Following the outbreak of World War II, Armistead re-entered the Naval Reserve in early 1942 and he was subsequently assigned to the Map Room of the Joint Intelligence Committee of the Joint Chiefs of Staff in Washington. In the spring of 1944, he requested a transfer to a combat zone and after receiving the rank of Lt. Commander, joined the Third Amphibious Force as a Communications officer aboard the U.S.S. Mount Olympus. He witnessed the attacks on Leyte and Linguyan Gulf as part of the campaign to liberate the Philippines. He was aboard the ship when it arrived in Tokyo Bay, Japan on the day of the Japanese surrender. When the war ended, Armistead was assigned to the post-war military staff in Japan where he spent time traveling through the country and purchasing Japanese objects and works of art. He began painting more frequently following his return from the Pacific and held a number of exhibitions in the Washington area.
Armistead Peter 3rd becomes 4th and last owner of Tudor Place
In the fifth generation, Armistead Peter 3rd envisioned a gift to the nation—one that would celebrate the site’s association with George Washington and the founding family while honoring the fact that Tudor Place “was lived in and loved by generations of our family and in which they found great happiness.” By securing status as a National Historic Landmark in 1960 by the National Park Service, he also sought conveying a preservation easement to the U.S. Department of the Interior.

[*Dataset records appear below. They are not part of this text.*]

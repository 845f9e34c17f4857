//! Argument parsing, startup and command dispatch.

use std::path::PathBuf;

use clap::{Args, Parser, Subcommand, ValueEnum};
use tlever_config::{LoadedConfig, load};
use tlever_telemetry::{DEFAULT_LOG_LEVEL, LogFormat, LoggingConfig, init_logging};
use tracing::{info, warn};

use crate::client::{AppContext, CliError, CliResult, connect, verify_session};
use crate::commands::{category, clog, label, tag, tier, tui};

const VERBOSE_LOG_LEVEL: &str = "debug";

/// Parses CLI arguments, executes the requested command, and reports errors.
/// Returns the process exit code.
pub async fn run() -> i32 {
    let cli = Cli::parse();
    match execute(cli).await {
        Ok(()) => 0,
        Err(err) => {
            eprintln!("error: {}", err.display_message());
            err.exit_code()
        }
    }
}

async fn execute(cli: Cli) -> CliResult<()> {
    let loaded = load(cli.config.as_deref()).map_err(|err| CliError::from_config(&err))?;
    init_cli_logging(&cli, &loaded);

    let client = connect(&loaded.config.client)?;
    verify_session(&client).await?;

    let ctx = AppContext {
        session: &client,
        config: &loaded.config,
    };
    dispatch(&ctx, cli.command).await
}

fn init_cli_logging(cli: &Cli, loaded: &LoadedConfig) {
    let format = cli.log_format.map_or_else(
        || {
            loaded
                .config
                .general
                .log_format
                .as_deref()
                .map_or_else(LogFormat::infer, LogFormat::from_name)
        },
        LogFormat::from,
    );
    let level = if cli.verbose {
        VERBOSE_LOG_LEVEL
    } else {
        DEFAULT_LOG_LEVEL
    };
    let logging = LoggingConfig {
        level,
        format,
        ..LoggingConfig::default()
    };
    if let Err(err) = init_logging(&logging) {
        eprintln!("warning: {err:#}");
    }

    match &loaded.source {
        Some(path) => info!(path = %path.display(), "configuration loaded"),
        None => warn!("configuration file not found, using default values"),
    }
}

pub(crate) async fn dispatch(ctx: &AppContext<'_>, command: Command) -> CliResult<()> {
    match command {
        Command::Category(command) => match command {
            CategoryCommand::Add(args) => category::handle_add(ctx, args).await,
            CategoryCommand::Remove(args) => category::handle_remove(ctx, args).await,
            CategoryCommand::Enforce => category::handle_enforce(ctx).await,
        },
        Command::Label(command) => match command {
            LabelCommand::Add(args) => label::handle_add(ctx, args).await,
            LabelCommand::Remove(args) => label::handle_remove(ctx, args).await,
        },
        Command::Tag(command) => match command {
            TagCommand::Add(args) => tag::handle_add(ctx, args).await,
            TagCommand::Remove(args) => tag::handle_remove(ctx, args).await,
        },
        Command::Tier(command) => match command {
            TierCommand::Set => tier::handle_set(ctx).await,
            TierCommand::Unset => tier::handle_unset(ctx).await,
            TierCommand::Activate => tier::handle_activate(ctx).await,
            TierCommand::Enforce => tier::handle_enforce(ctx).await,
        },
        Command::Clog(command) => match command {
            ClogCommand::Set => clog::handle_set(ctx).await,
            ClogCommand::Unset => clog::handle_unset(ctx).await,
        },
        Command::Tui(TuiCommand::Show(args)) => tui::handle_show(ctx, args).await,
    }
}

#[derive(Parser)]
#[command(
    name = "tlever",
    version,
    about = "Tier, category and tag maintenance for a Transmission daemon"
)]
pub(crate) struct Cli {
    #[arg(short, long, global = true, help = "Enable debug logging")]
    pub(crate) verbose: bool,
    #[arg(long, global = true, help = "Path to the configuration file")]
    pub(crate) config: Option<PathBuf>,
    #[arg(long, global = true, value_enum, help = "Log output format")]
    pub(crate) log_format: Option<LogFormatArg>,
    #[command(subcommand)]
    pub(crate) command: Command,
}

#[derive(Debug, Clone, Copy, PartialEq, Eq, ValueEnum)]
pub(crate) enum LogFormatArg {
    Pretty,
    Json,
}

impl From<LogFormatArg> for LogFormat {
    fn from(value: LogFormatArg) -> Self {
        match value {
            LogFormatArg::Pretty => Self::Pretty,
            LogFormatArg::Json => Self::Json,
        }
    }
}

#[derive(Debug, Subcommand)]
pub(crate) enum Command {
    /// Storage categories encoded as labels.
    #[command(subcommand)]
    Category(CategoryCommand),
    /// Raw labels.
    #[command(subcommand)]
    Label(LabelCommand),
    /// Prefixed tag labels.
    #[command(subcommand)]
    Tag(TagCommand),
    /// Ratio tier ladder.
    #[command(subcommand)]
    Tier(TierCommand),
    /// Upload caps for torrents above the ladder.
    #[command(subcommand)]
    Clog(ClogCommand),
    /// Live status view.
    #[command(subcommand)]
    Tui(TuiCommand),
}

#[derive(Debug, Subcommand)]
pub(crate) enum CategoryCommand {
    /// Label a torrent with a category and move it there.
    Add(NameHashArgs),
    /// Move a torrent back to the download root and drop the category.
    Remove(NameHashArgs),
    /// Move every categorised torrent to its category directory.
    Enforce,
}

#[derive(Debug, Subcommand)]
pub(crate) enum LabelCommand {
    /// Add a label.
    Add(NameHashArgs),
    /// Remove a label.
    Remove(NameHashArgs),
}

#[derive(Debug, Subcommand)]
pub(crate) enum TagCommand {
    /// Add a tag.
    Add(NameHashArgs),
    /// Remove a tag.
    Remove(NameHashArgs),
}

#[derive(Debug, Subcommand)]
pub(crate) enum TierCommand {
    /// Assign tier labels and profiles from current ratios.
    Set,
    /// Remove numeric tier labels and apply the free profile.
    Unset,
    /// Start stopped torrents that carry a tier label.
    Activate,
    /// `set` followed by `activate`.
    Enforce,
}

#[derive(Debug, Subcommand)]
pub(crate) enum ClogCommand {
    /// Cap uploads of torrents above the clog bands.
    Set,
    /// Lift the clog upload cap.
    Unset,
}

#[derive(Debug, Subcommand)]
pub(crate) enum TuiCommand {
    /// Poll and display one torrent.
    Show(HashArgs),
}

#[derive(Debug, Args)]
pub(crate) struct NameHashArgs {
    #[arg(help = "Label, tag or category name")]
    pub(crate) name: String,
    #[arg(help = "Torrent info hash")]
    pub(crate) hash: String,
}

#[derive(Debug, Args)]
pub(crate) struct HashArgs {
    #[arg(help = "Torrent info hash")]
    pub(crate) hash: String,
}

#[cfg(test)]
mod tests {
    use super::*;
    use tlever_test_support::{MemoryDaemon, fixtures};

    #[test]
    fn global_flags_parse_after_subcommands() -> Result<(), clap::Error> {
        let cli = Cli::try_parse_from([
            "tlever",
            "category",
            "add",
            "tv",
            "abc123",
            "-v",
            "--log-format",
            "json",
            "--config",
            "/tmp/tlever.json",
        ])?;
        assert!(cli.verbose);
        assert_eq!(cli.log_format, Some(LogFormatArg::Json));
        assert_eq!(cli.config, Some(PathBuf::from("/tmp/tlever.json")));
        assert!(matches!(
            cli.command,
            Command::Category(CategoryCommand::Add(NameHashArgs { ref name, ref hash }))
                if name == "tv" && hash == "abc123"
        ));
        Ok(())
    }

    #[test]
    fn every_subcommand_is_reachable() {
        for line in [
            "category enforce",
            "label remove x h",
            "tag add keep h",
            "tier set",
            "tier unset",
            "tier activate",
            "tier enforce",
            "clog set",
            "clog unset",
            "tui show h",
        ] {
            let args = std::iter::once("tlever").chain(line.split_whitespace());
            assert!(Cli::try_parse_from(args).is_ok(), "{line} should parse");
        }
        assert!(Cli::try_parse_from(["tlever", "tier", "promote"]).is_err());
    }

    #[tokio::test]
    async fn dispatch_routes_to_handlers() -> Result<(), Box<dyn std::error::Error>> {
        let config = fixtures::config();
        let daemon = MemoryDaemon::new(fixtures::session())
            .with_torrents([fixtures::torrent("h", 1.5)]);
        let ctx = AppContext {
            session: &daemon,
            config: &config,
        };

        let cli = Cli::try_parse_from(["tlever", "tier", "set"])?;
        dispatch(&ctx, cli.command).await?;
        assert_eq!(daemon.labels("h"), vec!["%tier-1"]);

        let cli = Cli::try_parse_from(["tlever", "tag", "add", "keep", "h"])?;
        dispatch(&ctx, cli.command).await?;
        assert_eq!(daemon.labels("h"), vec!["%tier-1", "#keep"]);
        Ok(())
    }
}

Following Caroline’s death in 1965, he began work on a book focused on the history of Tudor Place. A year later he established the Carostead (Caro for Caroline + stead for Armistead) Foundation to preserve and protect Tudor Place after his death and creating a charitable foundation, laid the groundwork for this gift.
Published in 1969, Armistead Peter 3rd’s book on his remembrances of Tudor Place is an invaluable source of information about the history of the property and the Peter family.
Armistead married for a second time in 1973 to Helen Tucker Andrews Macondray (1900-1995).
A family home becomes a museum
Following his death in 1983, under the ownership of the Carostead Foundation (later renamed the Tudor Place Foundation, Inc.), the house and grounds opened to the public in October of 1988 with the mission to preserve the property and open it to the public for the study of American history.